5 ways Trump will increase deportations

"That's entirely a figment of folks' imagination", a DHS official who spoke anonymously said Tuesday on a call with reporters, according to the Washington Post.

One of Kelly's memos outlines that criminal immigrants will be a top priority.

Earlier this month, ICE stepped up its operations against illegal immigrants in a series of raids across several USA states, including the traditional "safe havens" around New York City and Los Angeles where immigration control has historically turned a blind eye to law-abiding undocumented migrants.

The official said that the memos are not meant to spur mass roundups or mass deportations and that as Mr. Trump has said, the administration will focus on criminals and people who have been convicted.

"The group will discuss border security, law enforcement cooperation and trade, among other issues", a Department of Homeland Security statement read.

The guidelines leave protection put in place by former president Barack Obama for immigrants known as "dreamers" who entered the United States without documentation as children. The number has surged over the past three years, as minors flee gang violence in countries like Guatemala, El Salvador and Honduras.

One of the provisions suggests that individuals apprehended in the US and deemed inadmissible would need to prove that they have been in the USA continuously for two years.

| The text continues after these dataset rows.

//! Fakes shared by unit tests across modules.

use crate::approval::{Prompt, PromptAnswer};
use crate::backend::{Backend, ManifestBackend, PackageSet};
use crate::environment::Environment;
use crate::error::{PkgError, Result};
use crate::metadata::PackageMetadata;
use crate::registry::Registry;
use crate::types::VersionSpec;
use chrono::Duration;
use std::collections::{HashMap, VecDeque};
use std::sync::atomic::{AtomicU32, Ordering};
use std::sync::Mutex;

// ---------------------------------------------------------------------------
// ScriptedPrompt
// ---------------------------------------------------------------------------

#[derive(Debug, Clone, PartialEq)]
enum Event {
    Shown(String),
    Asked,
}

/// Replays canned answers; `Closed` once the script runs out.
pub struct ScriptedPrompt {
    answers: Mutex<VecDeque<PromptAnswer>>,
    events: Mutex<Vec<Event>>,
}

impl ScriptedPrompt {
    pub fn new(answers: Vec<PromptAnswer>) -> Self {
        Self {
            answers: Mutex::new(answers.into()),
            events: Mutex::new(Vec::new()),
        }
    }

    pub fn yes() -> Self {
        Self::new(vec![PromptAnswer::Line("yes".into())])
    }

    pub fn shown(&self) -> Vec<String> {
        self.events
            .lock()
            .unwrap()
            .iter()
            .filter_map(|e| match e {
                Event::Shown(s) => Some(s.clone()),
                Event::Asked => None,
            })
            .collect()
    }

    pub fn asked(&self) -> usize {
        self.events
            .lock()
            .unwrap()
            .iter()
            .filter(|e| **e == Event::Asked)
            .count()
    }

    pub fn shown_before_first_ask(&self) -> bool {
        let events = self.events.lock().unwrap();
        match events.iter().position(|e| *e == Event::Asked) {
            Some(i) => events[..i].iter().any(|e| matches!(e, Event::Shown(_))),
            None => false,
        }
    }
}

impl Prompt for ScriptedPrompt {
    fn show(&self, text: &str) {
        self.events.lock().unwrap().push(Event::Shown(text.to_string()));
    }

    fn ask(&self, _question: &str, _timeout: Option<std::time::Duration>) -> PromptAnswer {
        self.events.lock().unwrap().push(Event::Asked);
        self.answers
            .lock()
            .unwrap()
            .pop_front()
            .unwrap_or(PromptAnswer::Closed)
    }
}

// ---------------------------------------------------------------------------
// StaticRegistry
// ---------------------------------------------------------------------------

/// In-memory registry that can fail the first `outages` fetches.
pub struct StaticRegistry {
    packages: HashMap<String, PackageMetadata>,
    outages: u32,
    calls: AtomicU32,
}

impl StaticRegistry {
    pub fn new(packages: Vec<PackageMetadata>) -> Self {
        Self {
            packages: packages.into_iter().map(|m| (m.name.clone(), m)).collect(),
            outages: 0,
            calls: AtomicU32::new(0),
        }
    }

    pub fn with_outages(mut self, outages: u32) -> Self {
        self.outages = outages;
        self
    }

    pub fn calls(&self) -> u32 {
        self.calls.load(Ordering::SeqCst)
    }
}

impl Registry for StaticRegistry {
    fn fetch(&self, name: &str, version: &VersionSpec) -> Result<PackageMetadata> {
        let n = self.calls.fetch_add(1, Ordering::SeqCst);
        if n < self.outages {
            return Err(PkgError::RegistryUnavailable("simulated outage".into()));
        }
        let meta = self
            .packages
            .get(name)
            .ok_or_else(|| PkgError::PackageNotFound(name.to_string()))?;
        match version {
            VersionSpec::Exact(v) if v != &meta.version => {
                Err(PkgError::PackageNotFound(format!("{name}=={v}")))
            }
            _ => Ok(meta.clone()),
        }
    }
}

// ---------------------------------------------------------------------------
// Metadata builders
// ---------------------------------------------------------------------------

pub fn established(name: &str, version: &str) -> PackageMetadata {
    let mut m = PackageMetadata::new(name, version);
    m.published_at = Some(m.fetched_at - Duration::days(900));
    m.downloads = Some(50_000);
    m.license = Some("BSD".into());
    m
}

pub fn suspicious(name: &str, version: &str) -> PackageMetadata {
    let mut m = PackageMetadata::new(name, version);
    m.published_at = Some(m.fetched_at - Duration::days(2));
    m.downloads = Some(3);
    m
}

// ---------------------------------------------------------------------------
// Backends
// ---------------------------------------------------------------------------

/// Manifest backend whose installs leave a stray package behind and fail.
pub struct BrokenBackend;

impl Backend for BrokenBackend {
    fn provision(&self, env: &Environment) -> Result<()> {
        ManifestBackend.provision(env)
    }

    fn install(&self, env: &Environment, name: &str, _version: &str) -> Result<()> {
        ManifestBackend.install(env, &format!("{name}-partial"), "0.0.1")?;
        Err(PkgError::InstallFailed(format!(
            "dependency conflict while installing {name}"
        )))
    }

    fn uninstall(&self, env: &Environment, name: &str) -> Result<()> {
        ManifestBackend.uninstall(env, name)
    }

    fn list(&self, env: &Environment) -> Result<PackageSet> {
        ManifestBackend.list(env)
    }

    fn restore(&self, env: &Environment, snapshot: &PackageSet) -> Result<()> {
        ManifestBackend.restore(env, snapshot)
    }
}

/// Manifest backend that records a different version than requested, so
/// post-install verification fails.
pub struct MismatchBackend;

impl Backend for MismatchBackend {
    fn provision(&self, env: &Environment) -> Result<()> {
        ManifestBackend.provision(env)
    }

    fn install(&self, env: &Environment, name: &str, _version: &str) -> Result<()> {
        ManifestBackend.install(env, name, "0.0.0-wrong")
    }

    fn uninstall(&self, env: &Environment, name: &str) -> Result<()> {
        ManifestBackend.uninstall(env, name)
    }

    fn list(&self, env: &Environment) -> Result<PackageSet> {
        ManifestBackend.list(env)
    }

    fn restore(&self, env: &Environment, snapshot: &PackageSet) -> Result<()> {
        ManifestBackend.restore(env, snapshot)
    }
}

"Regardless of the desires for family reunification, or conditions in other countries, the smuggling or trafficking of alien children is intolerable", one of the memos says.

"Department personnel shall faithfully execute the immigration laws of the United States against all removable aliens", the memo states, and adds.

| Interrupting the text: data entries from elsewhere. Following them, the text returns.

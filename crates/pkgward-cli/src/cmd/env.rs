use super::{finish, open_pipeline, parse_kv, pick};
use crate::output::{print_json, print_table};
use anyhow::Context;
use pkgward_core::audit::AuditAction;
use pkgward_core::environment::{Environment, EnvironmentStore};
use serde::Serialize;
use std::path::{Path, PathBuf};

pub fn create(
    root: &Path,
    name: &str,
    python: Option<String>,
    extra: &[String],
    json: bool,
) -> anyhow::Result<i32> {
    let pipeline = open_pipeline(root, json)?;
    let report = match parse_kv(extra, &["python_version", "python"]) {
        Ok(mut kv) => {
            let python = pick(python, &mut kv, "python_version").or_else(|| kv.remove("python"));
            pipeline.create_env(name, python.as_deref())
        }
        Err(e) => pipeline.reject_invalid(AuditAction::CreateEnv, Some(name), &e),
    }
    .with_context(|| format!("failed to record creation of '{name}'"))?;
    finish(&report, json)
}

pub fn remove(root: &Path, name: &str, json: bool) -> anyhow::Result<i32> {
    let pipeline = open_pipeline(root, json)?;
    let report = pipeline
        .remove_env(name)
        .with_context(|| format!("failed to record removal of '{name}'"))?;
    finish(&report, json)
}

pub fn list(root: &Path, json: bool) -> anyhow::Result<i32> {
    let envs = EnvironmentStore::new(root)
        .list()
        .context("failed to list environments")?;

    if json {
        print_json(&envs)?;
        return Ok(super::EXIT_OK);
    }
    if envs.is_empty() {
        println!("No environments. Create one with: pkgward create-env <name>");
        return Ok(super::EXIT_OK);
    }
    let rows = envs
        .iter()
        .map(|e| {
            vec![
                e.id.clone(),
                e.interpreter.clone(),
                e.packages.len().to_string(),
                e.updated_at.format("%Y-%m-%d %H:%M").to_string(),
            ]
        })
        .collect();
    print_table(&["NAME", "PYTHON", "PACKAGES", "UPDATED"], rows);
    Ok(super::EXIT_OK)
}

#[derive(Serialize)]
struct EnvDetails<'a> {
    #[serde(flatten)]
    env: &'a Environment,
    size_bytes: u64,
    python_executable: Option<PathBuf>,
    pip_executable: Option<PathBuf>,
}

fn existing(path: PathBuf) -> Option<PathBuf> {
    path.is_file().then_some(path)
}

pub fn info(root: &Path, name: &str, json: bool) -> anyhow::Result<i32> {
    let env = EnvironmentStore::new(root)
        .get(name)
        .with_context(|| format!("failed to load environment '{name}'"))?;
    let details = EnvDetails {
        size_bytes: env
            .disk_usage()
            .with_context(|| format!("failed to measure environment '{name}'"))?,
        python_executable: existing(env.executable("python")),
        pip_executable: existing(env.executable("pip")),
        env: &env,
    };

    if json {
        print_json(&details)?;
        return Ok(super::EXIT_OK);
    }
    let show = |p: &Option<PathBuf>| {
        p.as_ref()
            .map(|p| p.display().to_string())
            .unwrap_or_else(|| "-".to_string())
    };
    println!("Environment: {}", env.id);
    println!("Path:        {}", env.path.display());
    println!("Python:      {}", env.interpreter);
    println!("Executable:  {}", show(&details.python_executable));
    println!("Pip:         {}", show(&details.pip_executable));
    println!("Size:        {}", human_size(details.size_bytes));
    println!("Created:     {}", env.created_at.format("%Y-%m-%d %H:%M:%S UTC"));
    println!("Updated:     {}", env.updated_at.format("%Y-%m-%d %H:%M:%S UTC"));
    println!("Packages:    {}", env.packages.len());
    for (name, version) in &env.packages {
        println!("  {name}=={version}");
    }
    Ok(super::EXIT_OK)
}

fn human_size(bytes: u64) -> String {
    const UNITS: [&str; 4] = ["KiB", "MiB", "GiB", "TiB"];
    if bytes < 1024 {
        return format!("{bytes} B");
    }
    let mut value = bytes as f64 / 1024.0;
    let mut unit = 0;
    while value >= 1024.0 && unit < UNITS.len() - 1 {
        value /= 1024.0;
        unit += 1;
    }
    format!("{value:.1} {}", UNITS[unit])
}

"I think you'd see massive due-process violations in the removal system", she said.

President Trump's January executive orders expanded federal immigration authority, as well as the definition of who could be considered a criminal alien, and cracked down on sanctuary cities.

The guidance memos released by the DHS predict a massive increase in resources being allocated to Immigration and Customs Enforcement, building that wall, now downgraded to a fence, at the Mexican border and a hard-line approach to undocumented immigrants. In addition, according to The Hill, they don't address how additional detained undocumented immigrants will be housed since Congress would probably need to appropriate funds to expand or build additional detention facilities.

The new Trump plan also urges the start of construction of the wall along the US southern border.

NPR reports that the policies call for an expansion of the federal program that enlists the help of state and local police to help enforce immigration laws, but that partnership has come under fire by critics who allege that it has led to racial profiling.